Location
- Scotts Valley, California United States
- Coordinates: 37°04′03″N 121°59′51″W﻿ / ﻿37.06750°N 121.99750°W

Information
- Type: Private, Gifted Talented Learning Differences
- Established: 2010
- Closed: 2019
- Grades: 6-12
- Enrollment: approximately 24
- Average class size: 5-8
- Website: exploremcp.org

= Monterey Coast Preparatory School =

Monterey Coast Preparatory (MCP) Middle & High School was a private, independent middle and high school in Scotts Valley, California, United States. It focused on using a UDL-modified Universal Design for Learning curriculum for gifted & talented students, including those with learning differences such as ADHD, dyslexia, and autism spectrum disorders. Founded in 2010 by parents and teachers from another private school, its enrollment numbered thirty five total in 2018, with classes varying from 5 to 8 students each, in grades 6 through 12. The school utilized laptops, software, and assistive and adaptive technology for LD students.

The school announced its permanent closure in June 2019.

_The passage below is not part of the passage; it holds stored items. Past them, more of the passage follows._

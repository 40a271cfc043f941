pub mod clock;
pub mod digit;
pub mod separator;
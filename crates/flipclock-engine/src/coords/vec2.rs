/// 2D point or size in logical pixels.
///
/// The clock face is laid out with plain per-component arithmetic, so this
/// stays a bare pair with the few helpers layout actually needs rather than
/// a general vector type.
#[derive(Debug, Copy, Clone, Default, PartialEq)]
pub struct Vec2 {
    pub x: f32,
    pub y: f32,
}

impl Vec2 {
    #[inline]
    pub const fn new(x: f32, y: f32) -> Self {
        Self { x, y }
    }

    #[inline]
    pub const fn zero() -> Self {
        Self { x: 0.0, y: 0.0 }
    }

    /// Component-wise clamp into `[min, max]`.
    ///
    /// Used to force a measured size into a parent's layout constraints.
    #[inline]
    pub fn clamp(self, min: Vec2, max: Vec2) -> Vec2 {
        Vec2::new(self.x.clamp(min.x, max.x), self.y.clamp(min.y, max.y))
    }

    #[inline]
    pub fn is_finite(self) -> bool {
        self.x.is_finite() && self.y.is_finite()
    }
}

#[cfg(test)]
mod tests {
    use super::*;

    #[test]
    fn clamp_is_per_component() {
        let min = Vec2::new(10.0, 0.0);
        let max = Vec2::new(20.0, 5.0);
        assert_eq!(Vec2::new(0.0, 100.0).clamp(min, max), Vec2::new(10.0, 5.0));
        assert_eq!(Vec2::new(15.0, 3.0).clamp(min, max), Vec2::new(15.0, 3.0));
    }

    #[test]
    fn non_finite_components_are_detected() {
        assert!(Vec2::new(1.0, 2.0).is_finite());
        assert!(!Vec2::new(f32::NAN, 0.0).is_finite());
        assert!(!Vec2::new(0.0, f32::INFINITY).is_finite());
    }
}
use flipclock_engine::coords::{CornerRadii, Rect, Vec2, Viewport};
use flipclock_engine::paint::Color;
use flipclock_engine::scene::{DrawList, Layer};

use crate::constraints::LayoutCtx;

/// Drawing surface passed to [`Widget::paint`](crate::widget::Widget::paint).
///
/// Wraps the engine's `DrawList` with a high-level API. Fills land on the
/// painter's current [`Layer`] (`Cards` unless scoped with
/// [`on_layer`](Self::on_layer)); within a layer, later calls paint on top.
/// The flip flap uses the flap layers to move in front of or behind the
/// static card without widgets having to reorder their paint calls.
pub struct Painter<'a> {
    pub(crate) draw_list: &'a mut DrawList,
    /// Viewport backing the `vw`/`vh`/`normalize` sizing helpers.
    pub viewport: Viewport,
    /// Physical-to-logical pixel ratio for this frame.
    pub scale: f32,
    layer: Layer,
}

impl<'a> Painter<'a> {
    pub(crate) fn new(draw_list: &'a mut DrawList, viewport: Viewport, scale: f32) -> Self {
        Self { draw_list, viewport, scale, layer: Layer::default() }
    }

    // ── layout context ────────────────────────────────────────────────────

    /// Returns a [`LayoutCtx`] matching this painter's viewport and scale.
    ///
    /// Useful inside [`Widget::paint`](crate::widget::Widget::paint) when a
    /// container needs to re-measure its children to compute their layout
    /// positions.
    #[inline]
    pub fn layout_ctx(&self) -> LayoutCtx {
        LayoutCtx { viewport: self.viewport, scale: self.scale }
    }

    // ── layers ────────────────────────────────────────────────────────────

    /// Layer that subsequent fills land on.
    #[inline]
    pub fn layer(&self) -> Layer {
        self.layer
    }

    /// Runs `f` with all fills routed to `layer`, then restores the
    /// previous layer.
    pub fn on_layer(&mut self, layer: Layer, f: impl FnOnce(&mut Self)) {
        let prev = std::mem::replace(&mut self.layer, layer);
        f(self);
        self.layer = prev;
    }

    // ── drawing ───────────────────────────────────────────────────────────

    /// Solid axis-aligned rectangle.
    pub fn fill_rect(&mut self, rect: Rect, color: Color) {
        self.draw_list.push_solid_rect(self.layer, rect, color);
    }

    /// Rounded rectangle with per-corner radii.
    ///
    /// Pass `CornerRadii::zero()` for sharp corners.
    pub fn fill_rounded_rect(&mut self, rect: Rect, radii: CornerRadii, color: Color) {
        self.draw_list.push_rounded_rect(self.layer, rect, radii, color);
    }

    /// Solid circle.
    pub fn fill_circle(&mut self, center: Vec2, radius: f32, color: Color) {
        self.draw_list.push_circle(self.layer, center, radius, color);
    }

    /// Single glyph centered on `center`. `size` is the em size in logical pixels.
    pub fn glyph(&mut self, ch: char, size: f32, color: Color, center: Vec2) {
        self.draw_list.push_glyph(self.layer, ch, size, color, center);
    }

    // ── clipping ──────────────────────────────────────────────────────────

    /// Begin a scissor region. Must be paired with [`pop_clip`](Self::pop_clip).
    pub fn push_clip(&mut self, rect: Rect) {
        self.draw_list.push_clip(rect);
    }

    /// End the most recent scissor region.
    pub fn pop_clip(&mut self) {
        self.draw_list.pop_clip();
    }
}
use flipclock_engine::coords::{Rect, Vec2};
use flipclock_engine::paint::Color;

use crate::constraints::{Constraints, LayoutCtx};
use crate::painter::Painter;
use crate::widget::Widget;

/// Dot diameter as a viewport-width percentage.
const DOT_DIAMETER_VW: f32 = 3.0;

/// Edge-to-edge gap between the two dots as a viewport-height percentage.
const DOT_GAP_VH: f32 = 8.0;

/// Column height as a viewport-height percentage.
const HEIGHT_VH: f32 = 60.0;

/// The colon between clock fields: two stacked dots.
pub struct Separator {
    dot_color: Color,
}

impl Separator {
    pub fn new() -> Self {
        Self {
            dot_color: Color::from_srgb_u8(0x1a, 0x1a, 0x1a, 0xff),
        }
    }

    pub fn dot_color(mut self, v: Color) -> Self {
        self.dot_color = v;
        self
    }
}

impl Default for Separator {
    fn default() -> Self {
        Self::new()
    }
}

impl Widget for Separator {
    fn measure(&self, constraints: Constraints, ctx: &LayoutCtx) -> Vec2 {
        constraints.constrain(Vec2::new(
            ctx.viewport.vw(DOT_DIAMETER_VW),
            ctx.viewport.vh(HEIGHT_VH),
        ))
    }

    fn paint(&self, painter: &mut Painter, rect: Rect) {
        let radius = painter.viewport.vw(DOT_DIAMETER_VW) * 0.5;
        let gap = painter.viewport.vh(DOT_GAP_VH);
        let center = rect.center();
        // Dots sit symmetrically around the vertical center, `gap` apart
        // edge-to-edge.
        let offset = gap * 0.5 + radius;

        painter.fill_circle(Vec2::new(center.x, center.y - offset), radius, self.dot_color);
        painter.fill_circle(Vec2::new(center.x, center.y + offset), radius, self.dot_color);
    }
}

MCP began life as Empire Academy, a similarly formatted school which suddenly and unexpectedly closed its doors during the school year. Parents of students who were attending Empire banded together to form a new school, MCP becoming the result. After a brief stint in a location on Encinal street, they moved to Fern street after the discovery of mold in the previous building. Eventually, they would move to their final location, 125 Bethany Drive.

MCP Middle & High School requirements included a community service component. In 2009, 2010 and 2011, MCP students were awarded highest honors (the "Heavyweight" Award) for their donations to "Grind Out Hunger", a local program of Second Harvest Food Bank. Their 2010 contributions exceeded 20,000 pounds of food.

MCP was accredited by the Western Association of Schools and Colleges.